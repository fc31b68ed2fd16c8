use ab_glyph::{Font, FontVec, Glyph, PxScale, ScaleFont, point};
use anyhow::{Result, bail};
use std::collections::HashMap;
use std::sync::Arc;
use string_cache::DefaultAtom as Atom;
use tiny_skia::{Color, Paint, Pixmap, PremultipliedColorU8, Rect, Transform};

/// Font paths tried in order at startup. A bundled font beside the binary
/// wins; otherwise common system installs of DejaVu Sans or Arial.
const FONT_CANDIDATES: [&str; 6] = [
    "assets/DejaVuSans.ttf",
    "/usr/share/fonts/truetype/dejavu/DejaVuSans.ttf",
    "/usr/share/fonts/TTF/DejaVuSans.ttf",
    "/usr/share/fonts/dejavu/DejaVuSans.ttf",
    "/Library/Fonts/Arial.ttf",
    "C:\\Windows\\Fonts\\arial.ttf",
];

/// Load the UI font from the first usable candidate path.
pub fn load_font() -> Result<FontVec> {
    for path in FONT_CANDIDATES {
        if let Ok(bytes) = std::fs::read(path) {
            if let Ok(font) = FontVec::try_from_vec(bytes) {
                return Ok(font);
            }
        }
    }
    bail!(
        "no usable font found; place DejaVuSans.ttf under assets/ next to the binary (tried {})",
        FONT_CANDIDATES.join(", ")
    )
}

/// Rendered-text cache keyed by interned string. Message screens repeat the
/// same handful of lines every frame, so each is rasterized once.
pub struct TextCache {
    font: FontVec,
    size_px: f32,
    color: Color,
    map: HashMap<Atom, Arc<Pixmap>>,
}

impl TextCache {
    pub fn new(font: FontVec, size_px: f32, color: Color) -> Self {
        Self {
            font,
            size_px,
            color,
            map: HashMap::new(),
        }
    }

    pub fn get_or_render(&mut self, text: &str) -> Arc<Pixmap> {
        let atom = Atom::from(text);
        if let Some(p) = self.map.get(&atom) {
            return Arc::clone(p);
        }
        let pm = Arc::new(render_text_pixmap(
            atom.as_ref(),
            self.size_px,
            &self.font,
            self.color,
        ));
        self.map.insert(atom, Arc::clone(&pm));
        pm
    }
}

/// Rasterize a single text line into a tightly bounded, premultiplied
/// pixmap.
pub fn render_text_pixmap(text: &str, font_size: f32, font: &FontVec, color: Color) -> Pixmap {
    let scale = PxScale::from(font_size);
    let sf = font.as_scaled(scale);

    // Layout with baseline at ascent
    let mut pen_x = 0.0f32;
    let mut glyphs = Vec::<Glyph>::new();
    for ch in text.chars() {
        let id = font.glyph_id(ch);
        if let Some(prev) = glyphs.last() {
            pen_x += sf.kern(prev.id, id);
        }
        glyphs.push(Glyph {
            id,
            scale,
            position: point(pen_x, sf.ascent()),
        });
        pen_x += sf.h_advance(id);
    }

    // Union pixel bounds from outlined glyphs
    let mut min_x = f32::INFINITY;
    let mut min_y = f32::INFINITY;
    let mut max_x = f32::NEG_INFINITY;
    let mut max_y = f32::NEG_INFINITY;

    for g in &glyphs {
        if let Some(out) = font.outline_glyph(g.clone()) {
            let b = out.px_bounds();
            min_x = min_x.min(b.min.x);
            min_y = min_y.min(b.min.y);
            max_x = max_x.max(b.max.x);
            max_y = max_y.max(b.max.y);
        }
    }

    if min_x == f32::INFINITY {
        return Pixmap::new(1, 1).expect("pixmap");
    }

    let w = (max_x.ceil() - min_x.floor()).max(1.0) as u32;
    let h = (max_y.ceil() - min_y.floor()).max(1.0) as u32;

    // Transparent, premultiplied destination
    let mut pm = Pixmap::new(w, h).expect("pixmap");
    let mut clear = Paint::default();
    clear.set_color(Color::from_rgba8(0, 0, 0, 0));
    pm.fill_rect(
        Rect::from_xywh(0.0, 0.0, w as f32, h as f32).unwrap(),
        &clear,
        Transform::identity(),
        None,
    );

    let stride = pm.width() as usize;
    let dst = pm.pixels_mut();

    let cu = [
        (color.red() * 255.0) as u8,
        (color.green() * 255.0) as u8,
        (color.blue() * 255.0) as u8,
        (color.alpha() * 255.0) as u8,
    ];

    for g in &glyphs {
        if let Some(out) = font.outline_glyph(g.clone()) {
            let b = out.px_bounds();
            out.draw(|x, y, cov| {
                if cov <= f32::EPSILON {
                    return;
                }
                let fx = x as f32 + b.min.x - min_x;
                let fy = y as f32 + b.min.y - min_y;

                let ix = fx.floor() as i32;
                let iy = fy.floor() as i32;
                if ix < 0 || iy < 0 || ix >= w as i32 || iy >= h as i32 {
                    return;
                }

                let i = iy as usize * stride + ix as usize;
                if i >= dst.len() {
                    return;
                }

                // Premultiply source by (coverage * alpha)
                let a_lin = (cov * cu[3] as f32 / 255.0).clamp(0.0, 1.0);
                let sr = (cu[0] as f32 * a_lin) as u8;
                let sg = (cu[1] as f32 * a_lin) as u8;
                let sb = (cu[2] as f32 * a_lin) as u8;
                let sa = (a_lin * 255.0) as u8;

                let src = PremultipliedColorU8::from_rgba(sr, sg, sb, sa).unwrap();
                let bg = dst[i];

                // Porter-Duff over in premultiplied space
                let inv = 1.0 - (sa as f32 / 255.0);
                let r = src.red().saturating_add((bg.red() as f32 * inv) as u8);
                let g = src.green().saturating_add((bg.green() as f32 * inv) as u8);
                let b = src.blue().saturating_add((bg.blue() as f32 * inv) as u8);
                let a = src.alpha().saturating_add((bg.alpha() as f32 * inv) as u8);

                dst[i] = PremultipliedColorU8::from_rgba(r, g, b, a).unwrap();
            });
        }
    }

    pm
}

:: Work instruction ::
Wherever the word "alpha" turns up in the records, copy out the line it is on.

:: Reply ::
        (color.alpha() * 255.0) as u8,
                // Premultiply source by (coverage * alpha)
                let a = src.alpha().saturating_add((bg.alpha() as f32 * inv) as u8);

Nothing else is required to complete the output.